Andere Gemeinderäte äußerten denn auch durchaus Verständnis – und loben Bartholdi damit für ihren Mut. "Ich würde es gerne genauso machen. Aber ich scheue die rechtlichen Konsequenzen", sagt etwa der Salmsacher Gemeindeamtmann Kurt Helg gegenüber der Zeitung Tagblatt. Thomas Müller, Stadtpräsident von Rorschach, ist gleicher Meinung: "Der mittelalterliche Pranger hatte auch seine Vorteile."
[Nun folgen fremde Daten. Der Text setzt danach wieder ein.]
//! Comment synchronization for the selected headline.

use crate::model::Comment;
use crate::read_model::{AppState, LoadingGuard};
use crate::store::StoreInner;
use crate::subscriptions::SubscriptionKind;
use crate::{NewsroomStore, StateError, StateResult};
use document_store::{CollectionPath, OrderBy, QuerySnapshot, SnapshotStream};
use serde_json::{Map, Value};
use std::sync::{Arc, Weak};
use tokio::sync::watch;
use tracing::{debug, info, warn};

pub(crate) fn comments_collection(slug: &str) -> StateResult<CollectionPath> {
    Ok(CollectionPath::new("headlines")?
        .doc(slug)?
        .collection("comments")?)
}

pub(crate) fn order_by_likes() -> OrderBy {
    OrderBy::desc("likes")
}

/// Decode a ranked snapshot. Documents that do not decode are skipped.
pub(crate) fn comments_from_snapshot(slug: &str, snapshot: &QuerySnapshot) -> Vec<Comment> {
    snapshot
        .iter()
        .filter_map(|doc| match doc.decode::<Comment>() {
            Ok(mut comment) => {
                if comment.id.is_empty() {
                    comment.id = doc.id.clone();
                }
                Some(comment)
            }
            Err(e) => {
                warn!(slug, id = %doc.id, error = %e, "Skipping malformed comment");
                None
            }
        })
        .collect()
}

/// Replace the selected headline's comments if it is still `slug`.
fn publish_comments(state: &watch::Sender<AppState>, slug: &str, comments: Vec<Comment>) -> bool {
    state.send_if_modified(|s| match s.headline.as_mut() {
        Some(headline) if headline.slug == slug => {
            headline.comments = Some(comments);
            true
        }
        _ => false,
    })
}

async fn run_comment_subscription(store: Weak<StoreInner>, slug: String, mut stream: SnapshotStream) {
    while let Some(snapshot) = stream.next().await {
        let Some(inner) = store.upgrade() else {
            break;
        };
        let comments = comments_from_snapshot(&slug, &snapshot);
        let count = comments.len();
        if publish_comments(&inner.state, &slug, comments) {
            debug!(slug = %slug, count, "Comment snapshot applied");
        } else {
            debug!(slug = %slug, "Comment snapshot for unselected headline ignored");
        }
    }
    debug!(slug = %slug, "Comment subscription ended");
}

impl NewsroomStore {
    fn current_slug(&self) -> StateResult<String> {
        self.inner
            .state
            .borrow()
            .headline_slug()
            .map(str::to_string)
            .ok_or(StateError::NoHeadlineSelected)
    }

    /// Upsert a comment on the current headline, then republish the ranked
    /// thread.
    pub async fn send_comment(&self, comment: &Comment) -> StateResult<Vec<Comment>> {
        let slug = self.current_slug()?;
        let inner = &self.inner;
        let _loading = LoadingGuard::new(&inner.state);

        let collection = comments_collection(&slug)?;
        let path = collection.doc(comment.id.as_str())?;
        inner
            .documents
            .set(&path, serde_json::to_value(comment)?)
            .await
            .map_err(|e| {
                warn!(slug = %slug, id = %comment.id, error = %e, "Failed to send comment");
                e
            })?;

        let snapshot = inner
            .documents
            .query(&collection, Some(&order_by_likes()))
            .await?;
        let comments = comments_from_snapshot(&slug, &snapshot);
        publish_comments(&inner.state, &slug, comments.clone());

        info!(slug = %slug, id = %comment.id, "Comment sent");
        Ok(comments)
    }

    /// Add one like to a comment on the current headline and re-arm the
    /// ranked comment subscription.
    ///
    /// Returns the new count, or `None` if the comment does not exist. The
    /// read and the write are separate calls, so concurrent likes can be lost.
    pub async fn like_comment(&self, comment_id: &str) -> StateResult<Option<u64>> {
        let slug = self.current_slug()?;
        let documents = &self.inner.documents;
        let path = comments_collection(&slug)?.doc(comment_id)?;

        let likes = match documents.get(&path).await? {
            Some(doc) => {
                let likes = doc.get("likes").and_then(Value::as_u64).unwrap_or(0) + 1;
                let mut fields = Map::new();
                fields.insert("likes".to_string(), Value::from(likes));
                documents.update(&path, fields).await.map_err(|e| {
                    warn!(slug = %slug, id = comment_id, error = %e, "Failed to like comment");
                    e
                })?;
                debug!(slug = %slug, id = comment_id, likes, "Comment liked");
                Some(likes)
            }
            None => {
                debug!(slug = %slug, id = comment_id, "Liked comment does not exist");
                None
            }
        };

        self.watch_comments(&slug).await?;
        Ok(likes)
    }

    /// Arm the live comment subscription for `slug`.
    ///
    /// Each snapshot replaces the selected headline's comments, provided the
    /// selection is still `slug`.
    pub async fn watch_comments(&self, slug: &str) -> StateResult<()> {
        let inner = &self.inner;
        let stream = inner
            .documents
            .subscribe(&comments_collection(slug)?, Some(order_by_likes()))
            .await
            .map_err(|e| {
                warn!(slug, error = %e, "Failed to subscribe to comments");
                e
            })?;

        let task = tokio::spawn(run_comment_subscription(
            Arc::downgrade(inner),
            slug.to_string(),
            stream,
        ));
        inner.subscriptions.arm(SubscriptionKind::Comments, slug, task);
        Ok(())
    }
}
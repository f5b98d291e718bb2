//! Logging initialization for the newsroom client.
//!
//! Every crate logs through `tracing` macros; only the binary calls
//! [`init_logging`]. `RUST_LOG` takes precedence over the level passed in.

use tracing_subscriber::util::SubscriberInitExt;
use tracing_subscriber::EnvFilter;

/// Initialize the global tracing subscriber.
///
/// Output goes to stderr. Set `NEWSROOM_LOG_FORMAT=json` for JSON lines.
/// Calling this more than once is harmless; later calls are ignored.
///
/// # Example
///
/// ```ignore
/// init_logging("info");
/// tracing::info!("newsroom started");
/// ```
pub fn init_logging(level: &str) {
    let filter = EnvFilter::try_from_default_env()
        .unwrap_or_else(|_| EnvFilter::new(parse_level(level).as_str().to_ascii_lowercase()));

    let json = std::env::var("NEWSROOM_LOG_FORMAT")
        .map(|v| v.trim().eq_ignore_ascii_case("json"))
        .unwrap_or(false);

    let result = if json {
        tracing_subscriber::fmt()
            .with_env_filter(filter)
            .with_writer(std::io::stderr)
            .with_target(true)
            .json()
            .finish()
            .try_init()
    } else {
        tracing_subscriber::fmt()
            .with_env_filter(filter)
            .with_writer(std::io::stderr)
            .with_target(true)
            .compact()
            .finish()
            .try_init()
    };

    if result.is_err() {
        tracing::debug!("Tracing subscriber already installed");
    }
}

/// Parse a log level string into a tracing Level.
pub fn parse_level(level: &str) -> tracing::Level {
    match level.trim().to_lowercase().as_str() {
        "trace" => tracing::Level::TRACE,
        "debug" => tracing::Level::DEBUG,
        "info" => tracing::Level::INFO,
        "warn" | "warning" => tracing::Level::WARN,
        "error" => tracing::Level::ERROR,
        _ => tracing::Level::INFO,
    }
}
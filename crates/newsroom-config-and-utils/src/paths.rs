//! File system paths for the newsroom client.

use crate::{CoreError, CoreResult};
use std::path::PathBuf;

/// Manages file system paths for the client.
#[derive(Debug, Clone)]
pub struct Paths {
    /// Base directory for runtime files (~/.newsroom)
    base_dir: PathBuf,
}

impl Paths {
    /// Create a new Paths instance rooted at `~/.newsroom`.
    pub fn new() -> CoreResult<Self> {
        let home = dirs::home_dir()
            .ok_or_else(|| CoreError::Path("Could not determine home directory".to_string()))?;

        Ok(Self {
            base_dir: home.join(".newsroom"),
        })
    }

    /// Create a new Paths instance with a custom base directory.
    pub fn with_base_dir(base_dir: PathBuf) -> Self {
        Self { base_dir }
    }

    /// Get the base directory (~/.newsroom).
    pub fn base_dir(&self) -> &PathBuf {
        &self.base_dir
    }

    /// Get the config file path (~/.newsroom/config.json).
    pub fn config_file(&self) -> PathBuf {
        self.base_dir.join("config.json")
    }

    /// Get the durable session storage path (~/.newsroom/local-storage.json).
    pub fn local_storage_file(&self) -> PathBuf {
        self.base_dir.join("local-storage.json")
    }

    /// Ensure all required directories exist.
    pub fn ensure_dirs(&self) -> CoreResult<()> {
        std::fs::create_dir_all(&self.base_dir)?;
        Ok(())
    }
}

#[cfg(test)]
mod tests {
    use super::*;
    use tempfile::tempdir;

    #[test]
    fn test_paths_with_base_dir() {
        let dir = tempdir().unwrap();
        let paths = Paths::with_base_dir(dir.path().to_path_buf());

        assert_eq!(paths.base_dir(), &dir.path().to_path_buf());
        assert_eq!(paths.config_file(), dir.path().join("config.json"));
        assert_eq!(
            paths.local_storage_file(),
            dir.path().join("local-storage.json")
        );
    }

    #[test]
    fn test_ensure_dirs_creates_base_dir() {
        let dir = tempdir().unwrap();
        let paths = Paths::with_base_dir(dir.path().join("nested"));

        paths.ensure_dirs().unwrap();
        assert!(paths.base_dir().is_dir());
        assert!(!paths.local_storage_file().exists());
    }
}
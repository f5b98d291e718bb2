//! Authentication for the newsroom client.
//!
//! This crate provides:
//! - Explicit FSM-based auth state management
//! - The identity provider contract and its HTTP client
//! - Avatar derivation for newly registered users

mod auth_fsm;
mod avatar;
mod error;
mod identity;

pub use auth_fsm::auth_machine;
pub use auth_fsm::{AuthMachine, AuthMachineInput, AuthMachineState, AuthState};
pub use avatar::{gravatar_url, normalize_email};
pub use error::{AuthError, AuthResult};
pub use identity::{AuthAction, HttpIdentityClient, IdentityGrant, IdentityProvider};
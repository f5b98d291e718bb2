//! News source contract and its HTTP client.

use crate::model::ArticleSource;
use crate::{StateError, StateResult};
use async_trait::async_trait;
use serde::Deserialize;
use serde_json::Value;
use tracing::{debug, error};
use url::Url;

/// One article record as returned by the news source.
#[derive(Debug, Clone, PartialEq, Eq, Deserialize)]
#[serde(rename_all = "camelCase")]
pub struct Article {
    #[serde(default)]
    pub title: String,
    #[serde(default)]
    pub url: String,
    #[serde(default)]
    pub url_to_image: Option<String>,
    #[serde(default)]
    pub source: ArticleSource,
    #[serde(default)]
    pub published_at: String,
    #[serde(default)]
    pub author: Option<String>,
    #[serde(default)]
    pub description: Option<String>,
    #[serde(default)]
    pub content: Option<String>,
}

#[derive(Debug, Deserialize)]
struct ArticlesResponse {
    #[serde(default)]
    articles: Vec<Article>,
}

/// Fetches article lists.
#[async_trait]
pub trait NewsSource: Send + Sync {
    async fn fetch_articles(&self, url: &str) -> StateResult<Vec<Article>>;
}

/// Top-headlines URL for a country and category.
pub fn headlines_url(base: &str, country: &str, category: &str) -> StateResult<Url> {
    let mut url = Url::parse(base)?;
    url.query_pairs_mut()
        .append_pair("country", country)
        .append_pair("category", category);
    Ok(url)
}

/// News API client. The key, when set, goes in the `X-Api-Key` header.
#[derive(Clone)]
pub struct NewsApiClient {
    http_client: reqwest::Client,
    api_key: Option<String>,
}

impl NewsApiClient {
    pub fn new(api_key: Option<String>) -> Self {
        Self {
            http_client: reqwest::Client::new(),
            api_key: api_key.filter(|key| !key.trim().is_empty()),
        }
    }
}

#[async_trait]
impl NewsSource for NewsApiClient {
    async fn fetch_articles(&self, url: &str) -> StateResult<Vec<Article>> {
        let mut request = self.http_client.get(url);
        if let Some(key) = &self.api_key {
            request = request.header("X-Api-Key", key);
        }

        let response = request.send().await?;
        if !response.status().is_success() {
            let status = response.status().as_u16();
            let body = response.text().await.unwrap_or_default();
            let message = serde_json::from_str::<Value>(&body)
                .ok()
                .and_then(|v| v.get("message").and_then(Value::as_str).map(str::to_string))
                .unwrap_or(body);
            error!("News source request failed: {} - {}", status, message);
            return Err(StateError::NewsSource { status, message });
        }

        let body: ArticlesResponse = response.json().await?;
        debug!(count = body.articles.len(), "Fetched articles");
        Ok(body.articles)
    }
}

impl std::fmt::Debug for NewsApiClient {
    fn fmt(&self, f: &mut std::fmt::Formatter<'_>) -> std::fmt::Result {
        f.debug_struct("NewsApiClient")
            .field("has_api_key", &self.api_key.is_some())
            .finish_non_exhaustive()
    }
}
//! Documents, query snapshots, and ordering.

use crate::{DocumentError, DocumentResult};
use serde::de::DeserializeOwned;
use serde_json::Value;
use std::cmp::Ordering;

/// A single stored document.
#[derive(Debug, Clone, PartialEq)]
pub struct Document {
    /// Document id (last path segment).
    pub id: String,
    /// Document body, always a JSON object.
    pub data: Value,
}

impl Document {
    pub fn new(id: impl Into<String>, data: Value) -> Self {
        Self {
            id: id.into(),
            data,
        }
    }

    /// Top-level field, if present.
    pub fn get(&self, field: &str) -> Option<&Value> {
        self.data.get(field)
    }

    /// Deserialize the body into `T`.
    pub fn decode<T: DeserializeOwned>(&self) -> DocumentResult<T> {
        serde_json::from_value(self.data.clone()).map_err(|e| {
            DocumentError::InvalidData(format!("document `{}`: {}", self.id, e))
        })
    }
}

/// Sort direction for an ordered query.
#[derive(Debug, Clone, Copy, PartialEq, Eq, Hash)]
pub enum Direction {
    Ascending,
    Descending,
}

/// Single-field ordering for queries and subscriptions.
#[derive(Debug, Clone, PartialEq, Eq, Hash)]
pub struct OrderBy {
    pub field: String,
    pub direction: Direction,
}

impl OrderBy {
    pub fn asc(field: impl Into<String>) -> Self {
        Self {
            field: field.into(),
            direction: Direction::Ascending,
        }
    }

    pub fn desc(field: impl Into<String>) -> Self {
        Self {
            field: field.into(),
            direction: Direction::Descending,
        }
    }

    /// Stable sort by the ordering field.
    ///
    /// Documents that compare equal keep their incoming order, so ties fall
    /// back to whatever order the store iterated them in. A missing field
    /// sorts as `null`.
    pub fn sort(&self, docs: &mut [Document]) {
        docs.sort_by(|a, b| {
            let ord = compare_values(a.get(&self.field), b.get(&self.field));
            match self.direction {
                Direction::Ascending => ord,
                Direction::Descending => ord.reverse(),
            }
        });
    }
}

fn type_rank(value: Option<&Value>) -> u8 {
    match value {
        None | Some(Value::Null) => 0,
        Some(Value::Bool(_)) => 1,
        Some(Value::Number(_)) => 2,
        Some(Value::String(_)) => 3,
        Some(Value::Array(_)) => 4,
        Some(Value::Object(_)) => 5,
    }
}

/// Cross-type value ordering: null < bool < number < string < array < map.
pub fn compare_values(a: Option<&Value>, b: Option<&Value>) -> Ordering {
    let rank = type_rank(a).cmp(&type_rank(b));
    if rank != Ordering::Equal {
        return rank;
    }
    match (a, b) {
        (Some(Value::Bool(x)), Some(Value::Bool(y))) => x.cmp(y),
        (Some(Value::Number(x)), Some(Value::Number(y))) => {
            match (x.as_i64(), y.as_i64()) {
                (Some(x), Some(y)) => x.cmp(&y),
                _ => {
                    let x = x.as_f64().unwrap_or(0.0);
                    let y = y.as_f64().unwrap_or(0.0);
                    x.partial_cmp(&y).unwrap_or(Ordering::Equal)
                }
            }
        }
        (Some(Value::String(x)), Some(Value::String(y))) => x.cmp(y),
        (Some(x), Some(y)) => x.to_string().cmp(&y.to_string()),
        _ => Ordering::Equal,
    }
}

/// Full contents of a collection at one point in time.
#[derive(Debug, Clone, Default, PartialEq)]
pub struct QuerySnapshot {
    pub docs: Vec<Document>,
}

impl QuerySnapshot {
    pub fn new(docs: Vec<Document>) -> Self {
        Self { docs }
    }

    pub fn is_empty(&self) -> bool {
        self.docs.is_empty()
    }

    pub fn len(&self) -> usize {
        self.docs.len()
    }

    pub fn iter(&self) -> impl Iterator<Item = &Document> {
        self.docs.iter()
    }

    /// Decode every document, failing on the first that does not fit `T`.
    pub fn decode_all<T: DeserializeOwned>(&self) -> DocumentResult<Vec<T>> {
        self.docs.iter().map(Document::decode).collect()
    }
}
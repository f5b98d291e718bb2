//! Durable local key-value storage for the newsroom client.
//!
//! This crate provides:
//! - **`LocalStorage`**: the string key/value contract the session layer persists through
//! - **`MemoryStorage`**: process-local backend (tests, ephemeral runs)
//! - **`FileStorage`**: JSON-file backend that survives process restarts
//! - **`SessionVault`**: reads and writes the `{jwt, expiresIn, user, avatar}` session record

mod file;
mod keys;
mod memory;
mod traits;
mod vault;

pub use file::FileStorage;
pub use keys::StorageKeys;
pub use memory::MemoryStorage;
pub use traits::LocalStorage;
pub use vault::{SessionVault, StoredSession};

use thiserror::Error;

/// Error type for storage operations.
#[derive(Error, Debug)]
pub enum StorageError {
    /// Backend-specific failure
    #[error("Storage backend error: {0}")]
    Backend(String),

    /// Encoding/decoding error
    #[error("Encoding error: {0}")]
    Encoding(String),

    /// IO error
    #[error("IO error: {0}")]
    Io(#[from] std::io::Error),
}

/// Result type for storage operations.
pub type StorageResult<T> = Result<T, StorageError>;
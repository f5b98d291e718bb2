//! Configuration, paths, errors, and logging shared by the newsroom crates.

mod config;
mod error;
mod logging;
mod paths;

pub use config::{
    Config, DEFAULT_CATEGORY, DEFAULT_COUNTRY, DEFAULT_IDENTITY_URL, DEFAULT_IMAGE_URL,
    DEFAULT_LOG_LEVEL, DEFAULT_NEWS_API_URL, DEFAULT_POLL_INTERVAL_MS,
};
pub use error::{CoreError, CoreResult};
pub use logging::{init_logging, parse_level};
pub use paths::Paths;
"Mutig" nennt er den Schritt der Egerkinger Gemeindepräsidentin - selbst gehen würde er ihn allerdings ebenfalls nicht. Walter Grob, Gemeindepräsident von Teufen, hält das Vorgehen hingegen für falsch. "Das oberste Gebot für Gemeinden ist es, sich rechtmäßig zu verhalten – und nicht so, wie sie es vielleicht gerne möchten", sagte er dem Tagblatt.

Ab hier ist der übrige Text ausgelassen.